Could you find every line in the records below that contains the word "Boolean" and copy it?

━━━ Task data

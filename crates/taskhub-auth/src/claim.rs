//! The untrusted launch payload presented by a client.

use std::collections::btree_map;
use std::collections::BTreeMap;

use serde_json::{Map, Value};

use crate::error::ClaimError;

/// Field carrying the asserted signature. Never part of the signed content.
pub const HASH_FIELD: &str = "hash";
/// Field carrying the Unix issue timestamp.
pub const AUTH_DATE_FIELD: &str = "auth_date";
/// The one field whose value may be a nested record.
pub const USER_FIELD: &str = "user";

/// A leaf value inside a claim.
#[derive(Debug, Clone, PartialEq, Eq)]
pub enum Scalar {
    /// `null` or missing.
    Absent,
    /// Any textual or numeric value, kept as text.
    Text(String),
    /// A Boolean; serialized as `1`/`0`.
    Flag(bool),
}

impl Scalar {
    /// Shorthand for a text scalar.
    #[must_use]
    pub fn text(value: impl Into<String>) -> Self {
        Self::Text(value.into())
    }

    fn from_json(value: &Value) -> Self {
        match value {
            Value::Null => Self::Absent,
            Value::Bool(b) => Self::Flag(*b),
            Value::String(s) => Self::Text(s.clone()),
            Value::Number(n) => Self::Text(n.to_string()),
            // deeper nesting is carried verbatim as compact JSON
            Value::Array(_) | Value::Object(_) => Self::Text(value.to_string()),
        }
    }
}

/// A top-level claim value: either a scalar or a one-level record.
#[derive(Debug, Clone, PartialEq, Eq)]
pub enum FieldValue {
    /// A plain value.
    Scalar(Scalar),
    /// A sub-record whose keys are promoted during canonicalization.
    Record(BTreeMap<String, Scalar>),
}

impl FieldValue {
    /// Shorthand for a text field.
    #[must_use]
    pub fn text(value: impl Into<String>) -> Self {
        Self::Scalar(Scalar::text(value))
    }

    /// Shorthand for a Boolean field.
    #[must_use]
    pub fn flag(value: bool) -> Self {
        Self::Scalar(Scalar::Flag(value))
    }

    /// Build a record from `(key, scalar)` pairs.
    #[must_use]
    pub fn record<K, I>(entries: I) -> Self
    where
        K: Into<String>,
        I: IntoIterator<Item = (K, Scalar)>,
    {
        Self::Record(entries.into_iter().map(|(k, v)| (k.into(), v)).collect())
    }
}

/// An unordered map of claim fields.
///
/// Backed by a sorted map, so insertion order never leaks into anything
/// derived from it.
#[derive(Debug, Clone, Default, PartialEq, Eq)]
pub struct ClaimFields(BTreeMap<String, FieldValue>);

impl ClaimFields {
    /// Create an empty field map.
    #[must_use]
    pub fn new() -> Self {
        Self::default()
    }

    /// Insert or replace a field.
    pub fn insert(&mut self, key: impl Into<String>, value: FieldValue) -> Option<FieldValue> {
        self.0.insert(key.into(), value)
    }

    /// Remove a field, returning its value.
    pub fn remove(&mut self, key: &str) -> Option<FieldValue> {
        self.0.remove(key)
    }

    /// Look up a field.
    #[must_use]
    pub fn get(&self, key: &str) -> Option<&FieldValue> {
        self.0.get(key)
    }

    /// Iterate fields in key order.
    pub fn iter(&self) -> btree_map::Iter<'_, String, FieldValue> {
        self.0.iter()
    }

    /// Number of fields.
    #[must_use]
    pub fn len(&self) -> usize {
        self.0.len()
    }

    /// Whether the map has no fields.
    #[must_use]
    pub fn is_empty(&self) -> bool {
        self.0.is_empty()
    }
}

impl<K: Into<String>> FromIterator<(K, FieldValue)> for ClaimFields {
    fn from_iter<I: IntoIterator<Item = (K, FieldValue)>>(iter: I) -> Self {
        Self(iter.into_iter().map(|(k, v)| (k.into(), v)).collect())
    }
}

impl<'a> IntoIterator for &'a ClaimFields {
    type Item = (&'a String, &'a FieldValue);
    type IntoIter = btree_map::Iter<'a, String, FieldValue>;

    fn into_iter(self) -> Self::IntoIter {
        self.0.iter()
    }
}

/// An untrusted claim, constructed fresh per request and never persisted.
#[derive(Debug, Clone, PartialEq, Eq)]
pub struct ExternalClaim {
    fields: ClaimFields,
    asserted_signature: Option<String>,
    issued_at: Option<i64>,
}

impl ExternalClaim {
    /// Split a raw field map into signed content, asserted signature and
    /// issue time.
    ///
    /// `hash` is removed from the signed content. `auth_date` stays in it;
    /// an unparseable `auth_date` leaves `issued_at` unset.
    #[must_use]
    pub fn new(mut fields: ClaimFields) -> Self {
        let asserted_signature = match fields.remove(HASH_FIELD) {
            Some(FieldValue::Scalar(Scalar::Text(hash))) if !hash.trim().is_empty() => {
                Some(hash.trim().to_owned())
            }
            _ => None,
        };
        let issued_at = match fields.get(AUTH_DATE_FIELD) {
            Some(FieldValue::Scalar(Scalar::Text(raw))) => raw.trim().parse::<i64>().ok(),
            _ => None,
        };
        Self {
            fields,
            asserted_signature,
            issued_at,
        }
    }

    /// Decode a JSON object body.
    ///
    /// A `user` value given as a JSON-encoded string is decoded into a
    /// record, matching the launch payload format.
    ///
    /// # Errors
    ///
    /// Returns [`ClaimError::Malformed`] if `body` is not an object or
    /// `user` is neither an object nor a JSON-encoded object.
    pub fn from_json(body: &Value) -> Result<Self, ClaimError> {
        let map = body
            .as_object()
            .ok_or_else(|| ClaimError::Malformed("claim must be a JSON object".to_owned()))?;
        Ok(Self::new(fields_from_json(map)?))
    }

    /// Decode the raw URL-encoded launch string
    /// (`auth_date=…&user=%7B…%7D&hash=…`).
    ///
    /// # Errors
    ///
    /// Returns [`ClaimError::Malformed`] if a component is not valid
    /// percent-encoded UTF-8 or `user` is not a JSON-encoded object.
    pub fn from_init_data(raw: &str) -> Result<Self, ClaimError> {
        let mut fields = ClaimFields::new();
        for pair in raw.trim().split('&').filter(|p| !p.is_empty()) {
            let (key, value) = pair.split_once('=').unwrap_or((pair, ""));
            let key = form_decode(key)?;
            let value = form_decode(value)?;
            let field = if key == USER_FIELD {
                decode_record(&value)?
            } else {
                FieldValue::text(value)
            };
            fields.insert(key, field);
        }
        Ok(Self::new(fields))
    }

    /// The signed content (everything except `hash`).
    #[must_use]
    pub fn fields(&self) -> &ClaimFields {
        &self.fields
    }

    /// The hex signature the client asserts, if present.
    #[must_use]
    pub fn asserted_signature(&self) -> Option<&str> {
        self.asserted_signature.as_deref()
    }

    /// The parsed `auth_date`, if present and numeric.
    #[must_use]
    pub fn issued_at(&self) -> Option<i64> {
        self.issued_at
    }
}

fn fields_from_json(map: &Map<String, Value>) -> Result<ClaimFields, ClaimError> {
    let mut fields = ClaimFields::new();
    for (key, value) in map {
        let field = match value {
            Value::Object(inner) => record_from_json(inner),
            Value::String(s) if key == USER_FIELD => decode_record(s)?,
            other => FieldValue::Scalar(Scalar::from_json(other)),
        };
        fields.insert(key.clone(), field);
    }
    Ok(fields)
}

fn record_from_json(inner: &Map<String, Value>) -> FieldValue {
    FieldValue::Record(
        inner
            .iter()
            .map(|(k, v)| (k.clone(), Scalar::from_json(v)))
            .collect(),
    )
}

fn decode_record(raw: &str) -> Result<FieldValue, ClaimError> {
    match serde_json::from_str::<Value>(raw) {
        Ok(Value::Object(inner)) => Ok(record_from_json(&inner)),
        _ => Err(ClaimError::Malformed(format!(
            "`{USER_FIELD}` must be a JSON object"
        ))),
    }
}

fn form_decode(component: &str) -> Result<String, ClaimError> {
    urlencoding::decode(&component.replace('+', " "))
        .map(std::borrow::Cow::into_owned)
        .map_err(|_| ClaimError::Malformed("invalid percent-encoding".to_owned()))
}

#[cfg(test)]
mod tests {
    use serde_json::json;

    use super::*;

    #[test]
    fn hash_is_split_from_signed_content() {
        let claim = ExternalClaim::from_json(&json!({
            "auth_date": "1700000000",
            "hash": "ABCDEF",
        }))
        .unwrap();
        assert_eq!(claim.asserted_signature(), Some("ABCDEF"));
        assert_eq!(claim.issued_at(), Some(1_700_000_000));
        assert!(claim.fields().get(HASH_FIELD).is_none());
        assert!(claim.fields().get(AUTH_DATE_FIELD).is_some());
    }

    #[test]
    fn numeric_auth_date_is_accepted() {
        let claim = ExternalClaim::from_json(&json!({ "auth_date": 1_700_000_000_i64 })).unwrap();
        assert_eq!(claim.issued_at(), Some(1_700_000_000));
    }

    #[test]
    fn unparseable_auth_date_leaves_issued_at_unset() {
        let claim = ExternalClaim::from_json(&json!({ "auth_date": "yesterday" })).unwrap();
        assert_eq!(claim.issued_at(), None);
    }

    #[test]
    fn user_string_is_decoded_into_record() {
        let claim = ExternalClaim::from_json(&json!({
            "user": r#"{"id":42,"username":"alice","is_premium":true}"#,
        }))
        .unwrap();
        let Some(FieldValue::Record(user)) = claim.fields().get(USER_FIELD) else {
            panic!("user should be a record");
        };
        assert_eq!(user.get("id"), Some(&Scalar::text("42")));
        assert_eq!(user.get("is_premium"), Some(&Scalar::Flag(true)));
    }

    #[test]
    fn user_string_that_is_not_an_object_is_malformed() {
        let err = ExternalClaim::from_json(&json!({ "user": "alice" })).unwrap_err();
        assert!(matches!(err, ClaimError::Malformed(_)));
    }

    #[test]
    fn non_object_body_is_malformed() {
        assert!(ExternalClaim::from_json(&json!(["auth_date"])).is_err());
    }

    #[test]
    fn init_data_is_percent_decoded() {
        let raw = "query_id=AAH&user=%7B%22id%22%3A42%2C%22first_name%22%3A%22Al+Ice%22%7D\
                   &auth_date=1700000000&hash=deadbeef";
        let claim = ExternalClaim::from_init_data(raw).unwrap();
        assert_eq!(claim.asserted_signature(), Some("deadbeef"));
        assert_eq!(claim.issued_at(), Some(1_700_000_000));
        let Some(FieldValue::Record(user)) = claim.fields().get(USER_FIELD) else {
            panic!("user should be a record");
        };
        assert_eq!(user.get("first_name"), Some(&Scalar::text("Al Ice")));
    }

    #[test]
    fn blank_hash_counts_as_absent() {
        let claim = ExternalClaim::from_json(&json!({ "hash": "  " })).unwrap();
        assert_eq!(claim.asserted_signature(), None);
    }
}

━━━━━━

Result of this task:
    /// A Boolean; serialized as `1`/`0`.
    /// Shorthand for a Boolean field.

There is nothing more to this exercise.